== Directions for this task ==
Wherever the word "mpsc" shows up in the data, report the line it sits in.

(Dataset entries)
-------------------------

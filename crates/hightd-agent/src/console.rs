use std::sync::Arc;
use std::sync::atomic::{AtomicU32, Ordering};
use std::time::Duration;

use axum::extract::ws::{Message, WebSocket, WebSocketUpgrade};
use axum::extract::{Query, State};
use axum::response::IntoResponse;
use futures_util::{SinkExt, StreamExt};
use serde::Deserialize;
use serde_json::json;
use tokio::sync::{Mutex, mpsc};

use crate::http_api::AppState;
use crate::instance::{InstanceStatus, MSG_STOPPED, ServerInstance};
use crate::live_events::{EventCategory, LiveEvent};
use crate::log_stream::LogStream;

const DEFAULT_TAIL: u32 = 200;
const MAX_TAIL: u32 = 1000;
const SUPERVISOR_INTERVAL: Duration = Duration::from_secs(2);
const HEARTBEAT_INTERVAL: Duration = Duration::from_secs(15);
/// Two consecutive unanswered pings terminate the session.
const MAX_MISSED_PONGS: u32 = 2;

const RESET: &str = "\x1b[0m";

#[derive(Debug, Deserialize)]
#[serde(rename_all = "camelCase")]
pub struct ConsoleQuery {
    server_id: Option<String>,
    user_uuid: Option<String>,
    tail: Option<u32>,
}

#[derive(Debug, Deserialize)]
#[serde(tag = "type", rename_all = "lowercase")]
enum InboundFrame {
    Command { command: String },
}

fn category_presentation(category: EventCategory) -> Option<(&'static str, &'static str, &'static str)> {
    match category {
        EventCategory::Status => Some(("Status", "\x1b[1;36m", "\x1b[36m")),
        EventCategory::Pull => Some(("Download", "\x1b[1;34m", "\x1b[34m")),
        EventCategory::Error => Some(("Erro", "\x1b[1;31m", "\x1b[31m")),
        EventCategory::Warn => Some(("Aviso", "\x1b[1;33m", "\x1b[33m")),
        EventCategory::Command => Some(("Comando", "\x1b[1;35m", "\x1b[35m")),
        EventCategory::Log | EventCategory::Internal => None,
    }
}

fn category_name(category: EventCategory) -> &'static str {
    match category {
        EventCategory::Status => "status",
        EventCategory::Pull => "pull",
        EventCategory::Error => "error",
        EventCategory::Warn => "warn",
        EventCategory::Command => "command",
        EventCategory::Log => "log",
        EventCategory::Internal => "internal",
    }
}

/// Outbound frame for one event. `internal` events never leave the
/// process; `log` lines are sent verbatim without a prefix.
fn event_frame(event: &LiveEvent) -> Option<String> {
    if event.category == EventCategory::Internal {
        return None;
    }

    let frame = match category_presentation(event.category) {
        Some((label, prefix_color, message_color)) => json!({
            "type": "line",
            "prefix": label,
            "category": category_name(event.category),
            "message": event.message,
            "timestamp": event.timestamp,
            "line": format!(
                "{prefix_color}{label}{RESET} {message_color}{}{RESET}",
                event.message
            ),
        }),
        None => json!({
            "type": "line",
            "category": category_name(event.category),
            "message": event.message,
            "timestamp": event.timestamp,
            "line": event.message,
        }),
    };
    serde_json::to_string(&frame).ok()
}

fn error_frame(message: &str) -> String {
    event_frame(&LiveEvent {
        category: EventCategory::Error,
        message: message.to_string(),
        timestamp: chrono::Utc::now().timestamp_millis(),
    })
    .unwrap_or_default()
}

fn log_line_frame(line: &str) -> Option<String> {
    event_frame(&LiveEvent {
        category: EventCategory::Log,
        message: line.to_string(),
        timestamp: chrono::Utc::now().timestamp_millis(),
    })
}

pub async fn ws_handler(
    State(state): State<AppState>,
    Query(query): Query<ConsoleQuery>,
    ws: WebSocketUpgrade,
) -> impl IntoResponse {
    ws.on_upgrade(move |socket| handle_session(state, query, socket))
}

/// Start following container logs and forward each line as a console
/// frame. The stream handle is enough for cleanup: aborting it closes the
/// line channel, which ends the forwarding task.
fn spawn_log_stream(
    instance: &Arc<ServerInstance>,
    tail: u32,
    tx: mpsc::Sender<Message>,
) -> LogStream {
    let (line_tx, mut line_rx) = mpsc::unbounded_channel();
    let stream = instance.stream_logs(tail, line_tx);
    tokio::spawn(async move {
        while let Some(line) = line_rx.recv().await {
            let Some(frame) = log_line_frame(&line) else {
                continue;
            };
            if tx.send(Message::Text(frame)).await.is_err() {
                break;
            }
        }
    });
    stream
}

async fn handle_session(state: AppState, query: ConsoleQuery, socket: WebSocket) {
    let (mut sender, mut receiver) = socket.split();

    let (tx, mut rx) = mpsc::channel::<Message>(64);
    let writer = tokio::spawn(async move {
        while let Some(msg) = rx.recv().await {
            if sender.send(msg).await.is_err() {
                break;
            }
        }
    });

    let close = |tx: mpsc::Sender<Message>| async move {
        let _ = tx.send(Message::Close(None)).await;
    };

    let (Some(server_id), Some(user_uuid)) = (
        query.server_id.as_deref().filter(|v| !v.is_empty()),
        query.user_uuid.as_deref().filter(|v| !v.is_empty()),
    ) else {
        let _ = tx
            .send(Message::Text(error_frame("serverId and userUuid are required")))
            .await;
        close(tx).await;
        let _ = writer.await;
        return;
    };
    let tail = query.tail.unwrap_or(DEFAULT_TAIL).min(MAX_TAIL);

    let Some(instance) = state.registry.get(server_id).await else {
        let _ = tx
            .send(Message::Text(error_frame("unknown server")))
            .await;
        close(tx).await;
        let _ = writer.await;
        return;
    };

    if !state.remote.has_permission(user_uuid, server_id).await {
        let _ = tx
            .send(Message::Text(error_frame("permission denied")))
            .await;
        close(tx).await;
        let _ = writer.await;
        return;
    }

    // From here on the session is live: events flow out, commands flow in,
    // and the supervisor keeps the log stream glued to the container state.
    let (subscription, mut events) = instance.subscribe();

    let forward = {
        let tx = tx.clone();
        tokio::spawn(async move {
            while let Some(event) = events.recv().await {
                let Some(frame) = event_frame(&event) else {
                    continue;
                };
                if tx.send(Message::Text(frame)).await.is_err() {
                    break;
                }
            }
        })
    };

    let log_slot: Arc<Mutex<Option<LogStream>>> = Arc::new(Mutex::new(None));

    let initial = instance.status().await;
    if initial == InstanceStatus::Running {
        let stream = spawn_log_stream(&instance, tail, tx.clone());
        *log_slot.lock().await = Some(stream);
    } else if let Some(frame) = event_frame(&LiveEvent {
        category: EventCategory::Status,
        message: MSG_STOPPED.to_string(),
        timestamp: chrono::Utc::now().timestamp_millis(),
    }) {
        let _ = tx.send(Message::Text(frame)).await;
    }

    let supervisor = {
        let instance = instance.clone();
        let log_slot = log_slot.clone();
        let tx = tx.clone();
        let mut last = initial;
        tokio::spawn(async move {
            let mut ticker = tokio::time::interval(SUPERVISOR_INTERVAL);
            ticker.tick().await;
            loop {
                ticker.tick().await;
                let current = instance.status().await;
                if current == last {
                    continue;
                }
                match current {
                    InstanceStatus::Running => {
                        let stream = spawn_log_stream(&instance, 0, tx.clone());
                        if let Some(old) = log_slot.lock().await.replace(stream) {
                            old.stop();
                        }
                    }
                    InstanceStatus::Stopped => {
                        if let Some(stream) = log_slot.lock().await.take() {
                            stream.stop();
                        }
                    }
                }
                last = current;
            }
        })
    };

    let missed_pongs = Arc::new(AtomicU32::new(0));
    let terminate = Arc::new(tokio::sync::Notify::new());
    let heartbeat = {
        let tx = tx.clone();
        let missed = missed_pongs.clone();
        let terminate = terminate.clone();
        tokio::spawn(async move {
            let mut ticker = tokio::time::interval(HEARTBEAT_INTERVAL);
            ticker.tick().await;
            loop {
                ticker.tick().await;
                if missed.fetch_add(1, Ordering::SeqCst) + 1 > MAX_MISSED_PONGS {
                    terminate.notify_one();
                    break;
                }
                if tx.send(Message::Ping(Vec::new())).await.is_err() {
                    break;
                }
            }
        })
    };

    loop {
        tokio::select! {
            message = receiver.next() => {
                match message {
                    Some(Ok(Message::Text(text))) => {
                        match serde_json::from_str::<InboundFrame>(&text) {
                            Ok(InboundFrame::Command { command }) => {
                                instance.emit(EventCategory::Command, command.clone());
                                if let Err(err) = instance.send_command(&command).await {
                                    let _ = tx
                                        .send(Message::Text(error_frame(&err.to_string())))
                                        .await;
                                }
                            }
                            Err(_) => {
                                let _ = tx
                                    .send(Message::Text(error_frame("malformed frame")))
                                    .await;
                            }
                        }
                    }
                    Some(Ok(Message::Pong(_))) => {
                        missed_pongs.store(0, Ordering::SeqCst);
                    }
                    Some(Ok(Message::Close(_))) | None => break,
                    Some(Ok(_)) => {}
                    Some(Err(_)) => break,
                }
            }
            _ = terminate.notified() => {
                tracing::debug!(server = %instance.id(), "console heartbeat timed out");
                break;
            }
        }
    }

    // Every exit path lands here; each cleanup is idempotent.
    supervisor.abort();
    heartbeat.abort();
    forward.abort();
    if let Some(stream) = log_slot.lock().await.take() {
        stream.stop();
    }
    drop(subscription);
    close(tx).await;
    let _ = writer.await;
}

#[cfg(test)]
mod tests {
    use super::*;

    fn event(category: EventCategory, message: &str) -> LiveEvent {
        LiveEvent {
            category,
            message: message.to_string(),
            timestamp: 1_700_000_000_000,
        }
    }

    #[test]
    fn internal_events_never_leave_the_process() {
        assert!(event_frame(&event(EventCategory::Internal, "secret")).is_none());
    }

    #[test]
    fn log_events_are_sent_verbatim_without_prefix() {
        let frame = event_frame(&event(EventCategory::Log, "[12:00] joined")).unwrap();
        let value: serde_json::Value = serde_json::from_str(&frame).unwrap();
        assert_eq!(value["type"], "line");
        assert_eq!(value["category"], "log");
        assert_eq!(value["line"], "[12:00] joined");
        assert!(value.get("prefix").is_none());
    }

    #[test]
    fn status_events_are_colorized_with_their_prefix() {
        let frame = event_frame(&event(EventCategory::Status, "Servidor em execução.")).unwrap();
        let value: serde_json::Value = serde_json::from_str(&frame).unwrap();
        assert_eq!(value["prefix"], "Status");
        assert_eq!(value["category"], "status");
        let line = value["line"].as_str().unwrap();
        assert!(line.contains("\x1b[1;36mStatus\x1b[0m"));
        assert!(line.contains("Servidor em execução."));
    }

    #[test]
    fn inbound_command_frames_parse() {
        let frame: InboundFrame =
            serde_json::from_str(r#"{"type":"command","command":"say hi"}"#).unwrap();
        let InboundFrame::Command { command } = frame;
        assert_eq!(command, "say hi");
    }
}
use std::path::{Path, PathBuf};

use axum::extract::State;
use axum::routing::post;
use axum::{Json, Router};
use base64::Engine as _;
use base64::engine::general_purpose::STANDARD as BASE64;
use serde::Deserialize;
use serde_json::{Value, json};

use crate::archive;
use crate::http_api::{ApiError, AppState, authorize_server};
use crate::instance::ServerInstance;
use crate::sandbox;

const READ_LIMIT: u64 = 2 * 1024 * 1024;
const UPLOAD_LIMIT: usize = 25 * 1024 * 1024;

pub fn router() -> Router<AppState> {
    Router::new()
        .route("/list", post(list))
        .route("/read", post(read))
        .route("/write", post(write))
        .route("/rename", post(rename))
        .route("/download", post(download))
        .route("/mkdir", post(mkdir))
        .route("/move", post(move_entry))
        .route("/upload", post(upload))
        .route("/mass", post(mass))
        .route("/unarchive", post(unarchive))
}

/// One request shape for every operation; each handler reads the fields it
/// needs and rejects what is missing.
#[derive(Debug, Deserialize)]
#[serde(rename_all = "camelCase")]
struct FmBody {
    token: Option<String>,
    server_id: Option<String>,
    user_uuid: Option<String>,
    path: Option<String>,
    content: Option<String>,
    content_base64: Option<String>,
    new_name: Option<String>,
    from: Option<String>,
    to: Option<String>,
    paths: Option<Vec<String>>,
    action: Option<String>,
    archive_name: Option<String>,
    destination: Option<String>,
}

struct FmContext {
    instance: std::sync::Arc<ServerInstance>,
    base: PathBuf,
}

impl FmContext {
    fn id(&self) -> &str {
        self.instance.id()
    }

    fn resolve(&self, user_path: &str) -> Result<PathBuf, ApiError> {
        Ok(sandbox::resolve(&self.base, self.id(), user_path)?)
    }

    fn virtualize(&self, abs: &Path) -> String {
        sandbox::virtualize(&self.base, self.id(), abs)
    }

    fn root(&self) -> PathBuf {
        sandbox::server_root(&self.base, self.id())
    }
}

async fn context(state: &AppState, body: &FmBody) -> Result<FmContext, ApiError> {
    let instance =
        authorize_server(state, body.token.as_deref(), &body.server_id, &body.user_uuid).await?;
    Ok(FmContext {
        instance,
        base: state.registry.base().to_path_buf(),
    })
}

fn want<'a>(value: &'a Option<String>, field: &str) -> Result<&'a str, ApiError> {
    value
        .as_deref()
        .filter(|v| !v.is_empty())
        .ok_or_else(|| ApiError::Input(format!("{field} is required")))
}

fn modified_ms(meta: &std::fs::Metadata) -> i64 {
    meta.modified()
        .ok()
        .and_then(|t| t.duration_since(std::time::UNIX_EPOCH).ok())
        .map(|d| d.as_millis() as i64)
        .unwrap_or(0)
}

async fn metadata_of(path: &Path) -> Result<std::fs::Metadata, ApiError> {
    tokio::fs::metadata(path)
        .await
        .map_err(|_| ApiError::NotFound("no such file or directory".to_string()))
}

async fn list(
    State(state): State<AppState>,
    Json(body): Json<FmBody>,
) -> Result<Json<Value>, ApiError> {
    let ctx = context(&state, &body).await?;
    let dir = ctx.resolve(body.path.as_deref().unwrap_or("/"))?;

    let meta = metadata_of(&dir).await?;
    if !meta.is_dir() {
        return Err(ApiError::Input("path is not a directory".to_string()));
    }

    let mut entries = Vec::new();
    let mut rd = tokio::fs::read_dir(&dir)
        .await
        .map_err(|e| ApiError::Runtime(format!("read directory: {e}")))?;
    while let Some(de) = rd
        .next_entry()
        .await
        .map_err(|e| ApiError::Runtime(format!("read directory entry: {e}")))?
    {
        let name = de.file_name().to_string_lossy().into_owned();
        let Ok(meta) = de.metadata().await else {
            continue;
        };
        let is_dir = meta.is_dir();
        entries.push(json!({
            "name": name,
            "type": if is_dir { "folder" } else { "file" },
            "size": if is_dir { Value::Null } else { json!(meta.len()) },
            "lastModified": modified_ms(&meta),
            "path": ctx.virtualize(&de.path()),
        }));
    }
    entries.sort_by(|a, b| {
        a["name"]
            .as_str()
            .unwrap_or_default()
            .cmp(b["name"].as_str().unwrap_or_default())
    });

    Ok(Json(json!({ "status": "success", "entries": entries })))
}

async fn read(
    State(state): State<AppState>,
    Json(body): Json<FmBody>,
) -> Result<Json<Value>, ApiError> {
    let ctx = context(&state, &body).await?;
    let path = ctx.resolve(want(&body.path, "path")?)?;

    let meta = metadata_of(&path).await?;
    if meta.is_dir() {
        return Err(ApiError::Input("path is a directory".to_string()));
    }
    if meta.len() > READ_LIMIT {
        return Err(ApiError::PayloadTooLarge(format!(
            "file is {} bytes; the read limit is {READ_LIMIT}",
            meta.len()
        )));
    }

    let raw = tokio::fs::read(&path)
        .await
        .map_err(|e| ApiError::Runtime(format!("read file: {e}")))?;
    Ok(Json(json!({
        "status": "success",
        "path": ctx.virtualize(&path),
        "size": meta.len(),
        "lastModified": modified_ms(&meta),
        "content": String::from_utf8_lossy(&raw),
    })))
}

async fn write(
    State(state): State<AppState>,
    Json(body): Json<FmBody>,
) -> Result<Json<Value>, ApiError> {
    let ctx = context(&state, &body).await?;
    let path = ctx.resolve(want(&body.path, "path")?)?;
    if path == ctx.root() {
        return Err(ApiError::Input("path must include a file name".to_string()));
    }
    let content = body.content.as_deref().unwrap_or_default();

    if let Some(parent) = path.parent() {
        tokio::fs::create_dir_all(parent)
            .await
            .map_err(|e| ApiError::Runtime(format!("create parent directories: {e}")))?;
    }
    tokio::fs::write(&path, content)
        .await
        .map_err(|e| ApiError::Runtime(format!("write file: {e}")))?;

    Ok(Json(json!({ "status": "ok" })))
}

async fn rename(
    State(state): State<AppState>,
    Json(body): Json<FmBody>,
) -> Result<Json<Value>, ApiError> {
    let ctx = context(&state, &body).await?;
    let path = ctx.resolve(want(&body.path, "path")?)?;
    let new_name = want(&body.new_name, "newName")?;
    if new_name.contains('/') || new_name.contains('\\') {
        return Err(ApiError::Input(
            "newName must not contain path separators".to_string(),
        ));
    }

    metadata_of(&path).await?;
    let parent = path
        .parent()
        .ok_or_else(|| ApiError::Input("cannot rename the server root".to_string()))?;
    let new_path = parent.join(new_name);

    tokio::fs::rename(&path, &new_path)
        .await
        .map_err(|e| ApiError::Runtime(format!("rename: {e}")))?;

    Ok(Json(json!({
        "status": "success",
        "oldPath": ctx.virtualize(&path),
        "newPath": ctx.virtualize(&new_path),
    })))
}

async fn download(
    State(state): State<AppState>,
    Json(body): Json<FmBody>,
) -> Result<Json<Value>, ApiError> {
    let ctx = context(&state, &body).await?;
    let path = ctx.resolve(want(&body.path, "path")?)?;

    let meta = metadata_of(&path).await?;
    if meta.is_dir() {
        return Err(ApiError::Input("path is a directory".to_string()));
    }

    let raw = tokio::fs::read(&path)
        .await
        .map_err(|e| ApiError::Runtime(format!("read file: {e}")))?;
    let file_name = path
        .file_name()
        .map(|n| n.to_string_lossy().into_owned())
        .unwrap_or_default();

    Ok(Json(json!({
        "status": "success",
        "fileName": file_name,
        "size": raw.len(),
        "base64": BASE64.encode(&raw),
    })))
}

-------------------------

== Problem solution ==
use tokio::sync::{Mutex, mpsc};
    tx: mpsc::Sender<Message>,
    let (line_tx, mut line_rx) = mpsc::unbounded_channel();
    let (tx, mut rx) = mpsc::channel::<Message>(64);
    let close = |tx: mpsc::Sender<Message>| async move {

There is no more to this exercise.